D and I volunteered to be among the first staff cut tonight; the party (a corporate open house) had run an hour past the official end time, yet our manager was trying to stick to the original allotment of staff hours he'd been given, so people had to go. I used to feel weird about being among the first to leave, especially with this particular manager. I thought it reflected badly on my dedication, blah blah blah, I imagined that he was narrowing his eyes as he noted that yet again, I was piping up that I would like to leave.
No more. I'm a manager myself now, and responsible for staying until the bitter end of the parties I've been given to run; I don't feel obligated to do the same for events that aren't mine. And I'm really past caring whether upper management thinks I'm dedicated or not. The parties I've managed since they put me back on (it took a while, after my extended absence; I captained a lot) have come off smoothly, if we don't count the Great Cheese Riot. The feedback has been good, nothing major has been lost, broken, or set afire on one of my parties, and I haven't made any staff cry lately. While I may not be a shining example of the ultimate floor manager, I'm doing my job competently.
But I digress. D agreed to drive me home, so I wouldn't have to wait for Emperor, who is driving on his spare tire today. Very, very, slowly and nervewrackingly. D and I used one of the unassigned cubicles to change out of our tuxedos (there's a whole big cube farm this company hasn't filled yet, it's a little eerie) and I was done first. I've been wanting to do this all night, I told her, and proceeded to crawl under the desk, into the dark little space bounded by desk and cube wall.Now nobody knows where I am. D humored me for a moment--calling my name, asking loudly if anyone had seen me, and so forth. And then, because she knows a good idea when she sees one, she crawled under the desk with me.

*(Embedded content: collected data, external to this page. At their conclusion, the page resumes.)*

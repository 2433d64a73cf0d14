//! Units module: dimensioned scalars checked at compile time.
//!
//! A [`Quantity`] carries a phantom [`Dimension`] tag. Adding, subtracting and
//! comparing are only implemented between identical dimensions, so
//! `Frequency + Duration` is a type error. Multiplying a quantity by its
//! inverse dimension yields a plain `f64`, and dividing a scalar by a quantity
//! yields the inverse dimension.
//!
//! Divisions are checked: any division whose result is not finite returns
//! [`UnitError::NonFinite`] instead of propagating infinity or NaN.

#![forbid(unsafe_code)]

use std::cmp::Ordering;
use std::fmt;
use std::marker::PhantomData;
use std::ops::{Add, AddAssign, Div, Mul, MulAssign, Neg, Sub, SubAssign};
use thiserror::Error;

/// A physical dimension tag. Every dimension names its reciprocal.
pub trait Dimension: Copy + fmt::Debug + 'static {
    /// The dimension obtained by taking the reciprocal.
    type Inverse: Dimension<Inverse = Self>;
    /// Unit label used for display.
    const LABEL: &'static str;
}

/// Cycles per second.
#[derive(Debug, Clone, Copy, PartialEq, Eq)]
pub struct Hertz;

/// Seconds.
#[derive(Debug, Clone, Copy, PartialEq, Eq)]
pub struct Seconds;

/// Equal-tempered semitones. Self-inverse.
#[derive(Debug, Clone, Copy, PartialEq, Eq)]
pub struct Semitones;

impl Dimension for Hertz {
    type Inverse = Seconds;
    const LABEL: &'static str = "Hz";
}

impl Dimension for Seconds {
    type Inverse = Hertz;
    const LABEL: &'static str = "sec";
}

impl Dimension for Semitones {
    type Inverse = Semitones;
    const LABEL: &'static str = "semitones";
}

/// A rate, e.g. a pitch or a sample rate.
pub type Frequency = Quantity<Hertz>;
/// A span of time.
pub type Duration = Quantity<Seconds>;
/// A pitch distance.
pub type Interval = Quantity<Semitones>;

/// Errors produced by checked quantity arithmetic.
#[derive(Debug, Clone, PartialEq, Error)]
pub enum UnitError {
    /// The operation produced infinity or NaN.
    #[error("{operation} produced a non-finite value in {unit}")]
    NonFinite {
        /// The operation that failed.
        operation: &'static str,
        /// Label of the unit the result would have had.
        unit: &'static str,
    },
}

/// Anything that can be read as a plain number.
pub trait Scalar {
    /// The raw numeric value.
    fn value(&self) -> f64;
}

impl Scalar for f64 {
    fn value(&self) -> f64 {
        *self
    }
}

impl<D: Dimension> Scalar for Quantity<D> {
    fn value(&self) -> f64 {
        self.value
    }
}

/// A scalar tagged with a dimension.
pub struct Quantity<D: Dimension> {
    value: f64,
    unit: PhantomData<D>,
}

impl<D: Dimension> Quantity<D> {
    /// Wrap a raw value in this dimension.
    pub const fn new(value: f64) -> Self {
        Self {
            value,
            unit: PhantomData,
        }
    }

    /// The raw value in base units.
    pub const fn value(&self) -> f64 {
        self.value
    }

    /// The display label of this dimension.
    pub fn label(&self) -> &'static str {
        D::LABEL
    }

    /// The reciprocal, in the inverse dimension.
    pub fn inverse(self) -> Result<Quantity<D::Inverse>, UnitError> {
        checked(
            1.0 / self.value,
            "inverse",
            <D::Inverse as Dimension>::LABEL,
        )
        .map(Quantity::new)
    }

    /// In-place division by a scalar. Leaves `self` untouched on error.
    pub fn checked_div_assign(&mut self, rhs: f64) -> Result<(), UnitError> {
        *self = (*self / rhs)?;
        Ok(())
    }
}

fn checked(value: f64, operation: &'static str, unit: &'static str) -> Result<f64, UnitError> {
    if value.is_finite() {
        Ok(value)
    } else {
        Err(UnitError::NonFinite { operation, unit })
    }
}

impl Quantity<Hertz> {
    /// Frequency in hertz.
    pub const fn hz(value: f64) -> Self {
        Self::new(value)
    }

    /// Frequency in kilohertz.
    pub fn khz(value: f64) -> Self {
        Self::new(value * 1000.0)
    }
}

impl Quantity<Seconds> {
    /// Duration in seconds.
    pub const fn sec(value: f64) -> Self {
        Self::new(value)
    }

    /// Duration in milliseconds.
    pub fn msec(value: f64) -> Self {
        Self::new(value * 0.001)
    }

    /// Duration in minutes.
    pub fn minutes(value: f64) -> Self {
        Self::new(value * 60.0)
    }
}

impl Quantity<Semitones> {
    /// Interval in semitones.
    pub const fn semitones(value: f64) -> Self {
        Self::new(value)
    }

    /// Interval in octaves.
    pub fn octaves(value: f64) -> Self {
        Self::new(value * 12.0)
    }
}

/// Literal suffixes, e.g. `440.0.hz()` or `250.0.msec()`.
pub trait UnitExt {
    /// Hertz.
    fn hz(self) -> Frequency;
    /// Kilohertz.
    fn khz(self) -> Frequency;
    /// Seconds.
    fn sec(self) -> Duration;
    /// Milliseconds.
    fn msec(self) -> Duration;
    /// Minutes.
    fn minutes(self) -> Duration;
    /// Semitones.
    fn semitones(self) -> Interval;
    /// Octaves.
    fn octaves(self) -> Interval;
}

impl UnitExt for f64 {
    fn hz(self) -> Frequency {
        Frequency::hz(self)
    }
    fn khz(self) -> Frequency {
        Frequency::khz(self)
    }
    fn sec(self) -> Duration {
        Duration::sec(self)
    }
    fn msec(self) -> Duration {
        Duration::msec(self)
    }
    fn minutes(self) -> Duration {
        Duration::minutes(self)
    }
    fn semitones(self) -> Interval {
        Interval::semitones(self)
    }
    fn octaves(self) -> Interval {
        Interval::octaves(self)
    }
}

impl<D: Dimension> Clone for Quantity<D> {
    fn clone(&self) -> Self {
        *self
    }
}

impl<D: Dimension> Copy for Quantity<D> {}

impl<D: Dimension> fmt::Debug for Quantity<D> {
    fn fmt(&self, f: &mut fmt::Formatter<'_>) -> fmt::Result {
        write!(f, "Quantity({} {})", self.value, D::LABEL)
    }
}

impl<D: Dimension> fmt::Display for Quantity<D> {
    fn fmt(&self, f: &mut fmt::Formatter<'_>) -> fmt::Result {
        write!(f, "{} {}", self.value, D::LABEL)
    }
}

impl<D: Dimension> Default for Quantity<D> {
    fn default() -> Self {
        Self::new(0.0)
    }
}

impl<D: Dimension> PartialEq for Quantity<D> {
    fn eq(&self, other: &Self) -> bool {
        self.value == other.value
    }
}

impl<D: Dimension> PartialOrd for Quantity<D> {
    fn partial_cmp(&self, other: &Self) -> Option<Ordering> {
        self.value.partial_cmp(&other.value)
    }
}

impl<D: Dimension> Add for Quantity<D> {
    type Output = Self;
    fn add(self, rhs: Self) -> Self {
        Self::new(self.value + rhs.value)
    }
}

impl<D: Dimension> Sub for Quantity<D> {
    type Output = Self;
    fn sub(self, rhs: Self) -> Self {
        Self::new(self.value - rhs.value)
    }
}

impl<D: Dimension> AddAssign for Quantity<D> {
    fn add_assign(&mut self, rhs: Self) {
        self.value += rhs.value;
    }
}

impl<D: Dimension> SubAssign for Quantity<D> {
    fn sub_assign(&mut self, rhs: Self) {
        self.value -= rhs.value;
    }
}

impl<D: Dimension> Neg for Quantity<D> {
    type Output = Self;
    fn neg(self) -> Self {
        Self::new(-self.value)
    }
}

impl<D: Dimension> Mul<f64> for Quantity<D> {
    type Output = Self;
    fn mul(self, rhs: f64) -> Self {
        Self::new(self.value * rhs)
    }
}

impl<D: Dimension> Mul<Quantity<D>> for f64 {
    type Output = Quantity<D>;
    fn mul(self, rhs: Quantity<D>) -> Quantity<D> {
        Quantity::new(self * rhs.value)
    }
}

impl<D: Dimension> MulAssign<f64> for Quantity<D> {
    fn mul_assign(&mut self, rhs: f64) {
        self.value *= rhs;
    }
}

/// `T × T⁻¹` is dimensionless.
impl<D: Dimension> Mul<Quantity<D::Inverse>> for Quantity<D> {
    type Output = f64;
    fn mul(self, rhs: Quantity<D::Inverse>) -> f64 {
        self.value * rhs.value()
    }
}

impl<D: Dimension> Div<f64> for Quantity<D> {
    type Output = Result<Self, UnitError>;
    fn div(self, rhs: f64) -> Self::Output {
        checked(self.value / rhs, "division by scalar", D::LABEL).map(Self::new)
    }
}

/// Ratio of two like quantities.
impl<D: Dimension> Div for Quantity<D> {
    type Output = Result<f64, UnitError>;
    fn div(self, rhs: Self) -> Self::Output {
        checked(self.value / rhs.value, "ratio", "dimensionless")
    }
}

/// `k / T` has the inverse dimension.
impl<D: Dimension> Div<Quantity<D>> for f64 {
    type Output = Result<Quantity<D::Inverse>, UnitError>;
    fn div(self, rhs: Quantity<D>) -> Self::Output {
        checked(
            self / rhs.value,
            "reciprocal",
            <D::Inverse as Dimension>::LABEL,
        )
        .map(Quantity::new)
    }
}

#[cfg(test)]
mod tests {
    use super::*;
    use approx::assert_relative_eq;
    use proptest::prelude::*;

    #[test]
    fn suffixes_scale_to_base_units() {
        assert_eq!(1000.0.hz(), 1.0.khz());
        assert_eq!(60.0.sec(), 1.0.minutes());
        assert!(59.0.sec() < 1.0.minutes());
        assert_relative_eq!(33.0.msec().value(), 0.033, epsilon = 1e-12);
        assert_eq!(1.0.octaves(), 12.0.semitones());
    }

    #[test]
    fn display_uses_unit_label() {
        assert_eq!(440.0.hz().to_string(), "440 Hz");
        assert_eq!(5.0.sec().to_string(), "5 sec");
        assert_eq!(7.0.semitones().to_string(), "7 semitones");
    }

    #[test]
    fn like_units_add_and_scale() {
        assert_eq!(50.0.hz() + 20.0.hz(), 70.0.hz());
        assert_relative_eq!((20.0.sec() - 500.0.msec()).value(), 19.5);
        assert_eq!(100.0.hz() * 2.0, 200.0.hz());
        assert_eq!(5.0 * 60.0.sec(), 300.0.sec());
        assert_eq!((10.0.minutes() / 12.0).unwrap(), 50.0.sec());

        let mut f = 10.0.hz();
        f += 5.0.hz();
        f -= 1.0.hz();
        f *= 2.0;
        assert_eq!(f, 28.0.hz());
        f.checked_div_assign(4.0).unwrap();
        assert_eq!(f, 7.0.hz());
    }

    #[test]
    fn reciprocal_flips_dimension() {
        let period: Duration = (1.0 / 10.0.hz()).unwrap();
        assert_relative_eq!(period.value(), 0.1);
        let rate: Frequency = (1.0 / 4.0.sec()).unwrap();
        assert_eq!(rate, 0.25.hz());
        assert_eq!(5.0.hz() * 20.0.sec(), 100.0);
    }

    #[test]
    fn zero_division_is_rejected() {
        assert!(matches!(
            1.0 / 0.0.hz(),
            Err(UnitError::NonFinite { unit: "sec", .. })
        ));
        assert!(0.0.sec().inverse().is_err());
        assert!((3.0.hz() / 0.0).is_err());
        assert!((0.0.hz() / 0.0.hz()).is_err());

        let mut span = 3.0.sec();
        assert!(span.checked_div_assign(0.0).is_err());
        assert_eq!(span, 3.0.sec());
    }

    proptest! {
        #[test]
        fn add_then_sub_round_trips(a in -1.0e6f64..1.0e6, b in -1.0e6f64..1.0e6) {
            let qa = Frequency::hz(a);
            let qb = Frequency::hz(b);
            let back = (qa + qb) - qb;
            prop_assert!((back.value() - a).abs() <= 1e-6 * a.abs().max(1.0));
        }

        #[test]
        fn inverse_is_involutive(a in 1.0e-3f64..1.0e6) {
            let q = Duration::sec(a);
            let back = q.inverse().unwrap().inverse().unwrap();
            prop_assert!((back.value() - a).abs() <= 1e-9 * a);
        }

        #[test]
        fn self_ratio_is_one(a in prop::num::f64::NORMAL) {
            let q = Interval::semitones(a);
            prop_assert_eq!((q / q).unwrap(), 1.0);
        }
    }
}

Which is when things got really silly. Here we were, two adult women, curled up in the fetal position under a desk. Railing against the circumstances and our own inability to find lucrative work we believe in that keeps us beholden to catering, to all the frustration and waste that catering entails.

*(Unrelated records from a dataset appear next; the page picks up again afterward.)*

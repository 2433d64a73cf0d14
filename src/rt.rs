//! RT module: per-sample evaluation of a graph.
//!
//! Each call to [`Graph::advance`] produces one sample at the root. A child
//! is advanced only while its generation equals its parent's generation
//! before the parent increments; the first parent to reach a shared child in
//! a tick advances it and every later parent sees it already ahead. Every
//! reachable node is therefore advanced exactly once per tick, without a
//! per-tick visited set, as long as nodes are only ever driven from a root.

// IMPORTANT: Do not call assert_invariant in advance(); it runs once per sample.

use crate::graph::{Graph, GraphError, NodeId, NodeType};
use crate::invariant_ppt::{assert_invariant, RESET_COMPLETE};
use crate::plan::Plan;
use crate::states::NodeState;
use crate::units::Frequency;
use crate::waveform::advance_phase;
use rand::distributions::Open01;
use rand::Rng;

impl Graph {
    /// Reset every node reachable from `root`, each exactly once: generation
    /// back to zero, output cleared, state rebuilt.
    pub fn reset(&mut self, root: NodeId) -> Result<(), GraphError> {
        let plan = Plan::compile(self, root)?;
        for id in &plan.order {
            let node = &mut self.nodes[id.0];
            node.generation = 0;
            node.output = None;
            node.state.reset(&node.node_type);
        }
        assert_invariant(
            RESET_COMPLETE,
            plan.order.iter().all(|id| self.nodes[id.0].generation == 0),
            "All reachable generations are zero after reset",
            Some("Graph::reset"),
        );
        Ok(())
    }

    /// Advance the graph by one sample and return the root's output.
    ///
    /// `root` must have no parents; inner nodes are only advanced through
    /// their ancestors. When several roots share a child they must be reset
    /// and advanced in lockstep; a child found out of step fails with
    /// [`GraphError::Desync`] and the graph needs a reset before further use.
    pub fn advance(
        &mut self,
        root: NodeId,
        sample_rate: Frequency,
    ) -> Result<Option<f64>, GraphError> {
        self.check_root(root)?;
        self.stack.clear();
        self.stack.push((root, 0));

        while let Some(frame) = self.stack.last_mut() {
            let (id, cursor) = *frame;
            let node = &self.nodes[id.0];
            if let Some(&child) = node.children.get(cursor) {
                frame.1 += 1;
                let behind = self.nodes[child.0].generation;
                if behind == node.generation {
                    self.stack.push((child, 0));
                } else if behind != node.generation + 1 {
                    // Another root reset or outran this shared child.
                    return Err(GraphError::Desync(child));
                }
                continue;
            }
            self.stack.pop();
            self.step_node(id, sample_rate);
        }

        Ok(self.nodes[root.0].output)
    }

    /// Increment the node's generation and compute its output from its
    /// children's current outputs.
    fn step_node(&mut self, id: NodeId, sample_rate: Frequency) {
        // Children always have lower ids, so they sit entirely in `before`.
        let (before, rest) = self.nodes.split_at_mut(id.0);
        let node = &mut rest[0];
        node.generation += 1;

        self.scratch.clear();
        self.scratch
            .extend(node.children.iter().map(|child| before[child.0].output));
        node.output = compute_sample(
            &node.node_type,
            &mut node.state,
            &self.scratch,
            sample_rate,
        );
    }
}

fn input(inputs: &[Option<f64>], index: usize) -> Option<f64> {
    inputs.get(index).copied().flatten()
}

/// One sample for a node, given its children's outputs for this tick.
/// Returns `None` when a required input is `None`.
pub(crate) fn compute_sample(
    node_type: &NodeType,
    state: &mut NodeState,
    inputs: &[Option<f64>],
    sample_rate: Frequency,
) -> Option<f64> {
    match (node_type, state) {
        (NodeType::Constant { value }, _) => Some(*value),
        (NodeType::Noise { .. }, NodeState::Noise { rng }) => {
            let unit: f64 = rng.sample(Open01);
            Some(unit * 2.0 - 1.0)
        }
        (NodeType::Oscillator { shape }, NodeState::Oscillator { phase }) => {
            let frequency = input(inputs, 0)?;
            let amplitude = shape.phase_to_amplitude(*phase, input(inputs, 1))?;
            *phase = advance_phase(*phase, frequency, sample_rate);
            Some(amplitude)
        }
        (NodeType::SampleAndHold, NodeState::SampleAndHold { phase, held }) => {
            let frequency = input(inputs, 0)?;
            let previous = *phase;
            *phase = advance_phase(previous, frequency, sample_rate);
            if *phase < previous {
                *held = input(inputs, 1)?;
            }
            Some(*held)
        }
        (NodeType::Sum, _) => Some(input(inputs, 0)? + input(inputs, 1)?),
        (NodeType::Product, _) => Some(input(inputs, 0)? * input(inputs, 1)?),
        (NodeType::Complement, _) => Some(-input(inputs, 0)?),
        (NodeType::External { def }, NodeState::External { state }) => {
            def.compute_sample(state.as_mut(), inputs, sample_rate)
        }
        // State is built from the node type, so the pairs above are exhaustive.
        _ => None,
    }
}

#[cfg(test)]
mod tests {
    use super::*;
    use crate::units::UnitExt;
    use crate::node::NodeDef;
    use crate::waveform::Waveform;
    use std::ops::Range;

    /// Passes its input through except on the ticks in `closed`, counted
    /// from one.
    struct Gate {
        closed: Range<u32>,
    }

    impl NodeDef for Gate {
        type State = u32;

        fn arity(&self) -> usize {
            1
        }

        fn init_state(&self) -> u32 {
            0
        }

        fn compute_sample(&self, tick: &mut u32, inputs: &[Option<f64>], _: Frequency) -> Option<f64> {
            *tick += 1;
            if self.closed.contains(&*tick) {
                None
            } else {
                inputs[0]
            }
        }
    }

    fn osc(graph: &mut Graph, shape: Waveform, hz: f64) -> NodeId {
        let freq = graph.add_node(NodeType::Constant { value: hz }, &[]).unwrap();
        graph
            .add_node(NodeType::Oscillator { shape }, &[freq])
            .unwrap()
    }

    #[test]
    fn rt_shared_child_advances_once_per_tick() {
        let mut graph = Graph::new();
        let saw = osc(&mut graph, Waveform::Sawtooth, 1.0);
        let sum = graph.add_node(NodeType::Sum, &[saw, saw]).unwrap();
        graph.reset(sum).unwrap();
        let rate = 4.0.hz();
        let outputs: Vec<_> = (0..4)
            .map(|_| graph.advance(sum, rate).unwrap().unwrap())
            .collect();
        // Sawtooth at phases 0, .25, .5, .75 doubled.
        assert_eq!(outputs, vec![2.0, 1.0, 0.0, -1.0]);
        assert_eq!(graph.node(saw).unwrap().generation(), 4);
        assert_eq!(graph.node(sum).unwrap().generation(), 4);
    }

    #[test]
    fn rt_rejects_inner_node() {
        let mut graph = Graph::new();
        let saw = osc(&mut graph, Waveform::Sawtooth, 1.0);
        let _neg = graph.add_node(NodeType::Complement, &[saw]).unwrap();
        assert_eq!(
            graph.advance(saw, 44100.0.hz()),
            Err(GraphError::NotARoot(saw))
        );
    }

    #[test]
    fn rt_reset_restores_initial_phase() {
        let mut graph = Graph::new();
        let sine = osc(&mut graph, Waveform::Sine, 440.0);
        let rate = 44100.0.hz();
        graph.reset(sine).unwrap();
        let first: Vec<_> = (0..32).map(|_| graph.advance(sine, rate).unwrap()).collect();
        graph.reset(sine).unwrap();
        let second: Vec<_> = (0..32).map(|_| graph.advance(sine, rate).unwrap()).collect();
        assert_eq!(first, second);
        assert_eq!(graph.node(sine).unwrap().generation(), 32);
    }

    #[test]
    fn rt_combinators_propagate_none() {
        let mut state = NodeState::Stateless;
        assert_eq!(
            compute_sample(&NodeType::Sum, &mut state, &[Some(1.0), None], 8.0.hz()),
            None
        );
        assert_eq!(
            compute_sample(&NodeType::Product, &mut state, &[None, Some(2.0)], 8.0.hz()),
            None
        );
        assert_eq!(
            compute_sample(&NodeType::Complement, &mut state, &[Some(0.5)], 8.0.hz()),
            Some(-0.5)
        );
    }

    #[test]
    fn rt_pulse_keeps_phase_while_duty_cycle_missing() {
        let mut graph = Graph::new();
        let freq = graph.add_node(NodeType::Constant { value: 1.0 }, &[]).unwrap();
        let duty = graph.add_node(NodeType::Constant { value: 0.3 }, &[]).unwrap();
        let gated = graph.add_external_node(Gate { closed: 2..4 }, &[duty]).unwrap();
        let pulse = graph
            .add_node(
                NodeType::Oscillator {
                    shape: Waveform::Pulse,
                },
                &[freq, gated],
            )
            .unwrap();
        graph.reset(pulse).unwrap();
        let rate = 4.0.hz();
        let outputs: Vec<_> = (0..5).map(|_| graph.advance(pulse, rate).unwrap()).collect();
        // Phase sits at .25 through the two missing ticks, so tick four is
        // still high; an advancing phase would have reached .75 and gone low.
        assert_eq!(
            outputs,
            vec![Some(1.0), None, None, Some(1.0), Some(-1.0)]
        );
    }

    #[test]
    fn rt_sample_and_hold_without_input_on_wrap() {
        let mut graph = Graph::new();
        let freq = graph.add_node(NodeType::Constant { value: 1.0 }, &[]).unwrap();
        let level = graph.add_node(NodeType::Constant { value: 0.5 }, &[]).unwrap();
        let gated = graph.add_external_node(Gate { closed: 4..5 }, &[level]).unwrap();
        let hold = graph.add_node(NodeType::SampleAndHold, &[freq, gated]).unwrap();
        graph.reset(hold).unwrap();
        let rate = 4.0.hz();
        let outputs: Vec<_> = (0..8).map(|_| graph.advance(hold, rate).unwrap()).collect();
        assert_eq!(
            outputs,
            vec![
                Some(0.0),
                Some(0.0),
                Some(0.0),
                None,
                Some(0.0),
                Some(0.0),
                Some(0.0),
                Some(0.5)
            ]
        );
    }


    #[test]
    fn rt_sample_and_hold_latches_on_wrap() {
        let mut graph = Graph::new();
        let freq = graph.add_node(NodeType::Constant { value: 1.0 }, &[]).unwrap();
        let ramp = osc(&mut graph, Waveform::Sawtooth, 1.0);
        let hold = graph.add_node(NodeType::SampleAndHold, &[freq, ramp]).unwrap();
        graph.reset(hold).unwrap();
        let rate = 4.0.hz();
        let outputs: Vec<_> = (0..6)
            .map(|_| graph.advance(hold, rate).unwrap().unwrap())
            .collect();
        // Holds 0 until the fourth tick wraps and captures the ramp's
        // sample at phase .75.
        assert_eq!(outputs, vec![0.0, 0.0, 0.0, -0.5, -0.5, -0.5]);
    }
}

Wouldn't it be funny if we stayed here until they thought we were all gone, and we could hear what they said about us? she said, meaning the clients. Wouldn't it be funny if we stayed until after they left, I shot back, and went in and rewrote all their stuff? Then we speculated on whether there was a high-tech security system with lasers, like in any movie you've seen that involved a heist, that would cut us to ribbons the minute we crawled out from under the desk. Then I pressed my face into the carpet and moaned, Goodbye cruel world! I'm going to huff the formaldehyde outgassing from this industrial carpet and end it all!
Meanwhile D, who really looks like she's toeing the cheerful-cheerful party line when you see her on the floor, was going off on a rant about the sticker on the underside of the desk printed with a date two months after the war on Iraq began, something about the relationship between the dot com bubble and the military-industrial complex that I couldn't quite follow, something about how the bodies hadn't started coming back yet, and we were both laughing hysterically and hugging our polyester tux pants-clad knees to our chests and trying to stretch out the achy places in our lower backs.
It's moments like these--or the Contraband Scavenger Hunt at the coming-out party Danielle Steel threw for her daughter, or the bus trip back from a Big Sur gig where one of the other managers demonstrated his fellatio technique with a (very long) banana, or every time I do a little swing dancing with the chef who beat throat cancer last year who, regal in his whites and Dansko clogs, dips me until my braid brushes the kitchen floor--that make it hard for me to imagine leaving catering. I don't remember liking anyone at ILM this much, except Almeida; here I'm surrounded by awesome people. If we could all go form another company, some other sort of thing altogether, that would be perfect.
For now, though, we brace ourselves for the holiday season, and the onslaught of superficial, ultimately joyless little parties that people throw out of obligation, and dream of our real work.